Choque neurogénico
From Wikipedia, the free encyclopedia
| Choque neurogénico | ||
|---|---|---|
![]() RM de médula espinal que muestra fractura y dislocación en C4 dando como resultado una compresión en la medula espinal | ||
| Especialidad | Cirugía espinal | |
| Síntomas | Baja presión sanguínea, bradicardia, piel caliente, temperatura corporal anormal[1] | |
| Complicaciones | disfunción orgánica[2] | |
| Duración | 4 a 12 semanas[3] | |
| Causas | Lesión en la médula espinal above columna vertebral T4, anestesia espinal, síndrome de Guillain–Barré , toxinas en el sistema nervioso autónomo, mielitis transversa , otras neuropatías[2][1] | |
| Diagnóstico | Se establece según síntomas, imagen médica, luego de descartar otros posibles casos[1] | |
| Diagnóstico diferencial | Choque espinal, choque hipovolémico, otros tipos de choques circulatorios[1] | |
| Tratamiento | fluidos intravenosos, inmovilización de la espina cervical, norepinefrina[1] | |
| Frecuencia | Relativamente poco frecuente[4] | |
| Sinónimos | ||
| Choque vasogénico[1] | ||
El choque neurogénico es un tipo de choque que se produce debido a una lesión en la médula espinal.[1] Entre los síntomas se incluyen: baja presión sanguínea, bajo ritmo cardiaco (bradicardia), piel caliente y temperatura anormal en la piel.[1] Esto se da al momento de la lesión y puede durar de 4 a 12 semanas. Algunas complicaciones pueden incluir falla orgánica.

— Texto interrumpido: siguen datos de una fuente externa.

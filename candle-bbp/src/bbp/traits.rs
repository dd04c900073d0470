use candle_core::Tensor;

use super::bayes_linear::BayesianLinear;
use crate::error::{BbpError, Result};

/// Prior distribution over a weight tensor.
pub trait Prior {
    /// Compute log p(w) under the prior.
    ///
    /// # Arguments
    /// * `w` - Weight sample of any shape
    ///
    /// # Returns
    /// Scalar tensor, summed over all elements
    fn log_prob(&self, w: &Tensor) -> candle_core::Result<Tensor>;
}

/// Variational posterior q(w) over a weight tensor.
pub trait VariationalDistribution {
    /// Variational mean μ
    fn mean(&self) -> &Tensor;

    /// Variational standard deviation σ, strictly positive
    fn std(&self) -> candle_core::Result<Tensor>;
}

/// Anything that owns Bayes-by-Backprop layers.
///
/// The KL of a composite module is the sum of the `last_kl` caches of
/// all the [`BayesianLinear`] instances it reports here.
pub trait BayesModuleT {
    /// Every Bayesian linear layer owned by this module, in forward order
    fn bayes_layers(&self) -> Vec<&BayesianLinear>;

    /// Sum of the KL terms cached by the most recent forward pass
    fn total_kl(&self) -> Result<Tensor> {
        let layers = self.bayes_layers();
        let mut iter = layers.iter();
        let first = iter
            .next()
            .ok_or_else(|| BbpError::Config("module has no Bayesian layers".into()))?;
        let mut total = first.cached_kl()?;
        for layer in iter {
            total = (total + layer.cached_kl()?)?;
        }
        Ok(total)
    }
}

La causa es, por lo general, una lesión en la cuarta vértebra torácica.[2] Otras causas posibles son: anestesia espinal, Síndrome de Guillain-Barre, toxinas en el sistema nervioso autónomo, mielitis transversa y otras neuropatías.[1] Los mecanismos subyacentes involucran la pérdida del tono simpático.[1] Es un tipo de choque distributivo. El diagnóstico se realiza mediante síntomas e imagen médica después de descartar otros posibles casos.[1] Se diferencia del choque espinal, que se refiere a la pérdida de sentidos, reflejos y la función motora, aunque puede asociarse con el choque neurogénico.[1]
En principio, el tratamiento se da mediante la administración de fluidos intravenosos y la inmovilización de la espina cervical.[1] Si eso no es suficiente se administra norepinefrina para mantener la presión arterial media por encima de los mmHg.[1] La bradicardia se trata con atropina.[1] Se puede realizar cirugía para estabilizar la espina.[1] El choque neurogénico es relativamente poco frecuente.[4] Se da en cerca del 19 % de lesiones cervicales y en 7 % de lesiones de la médula espinal en zona torácica.[1]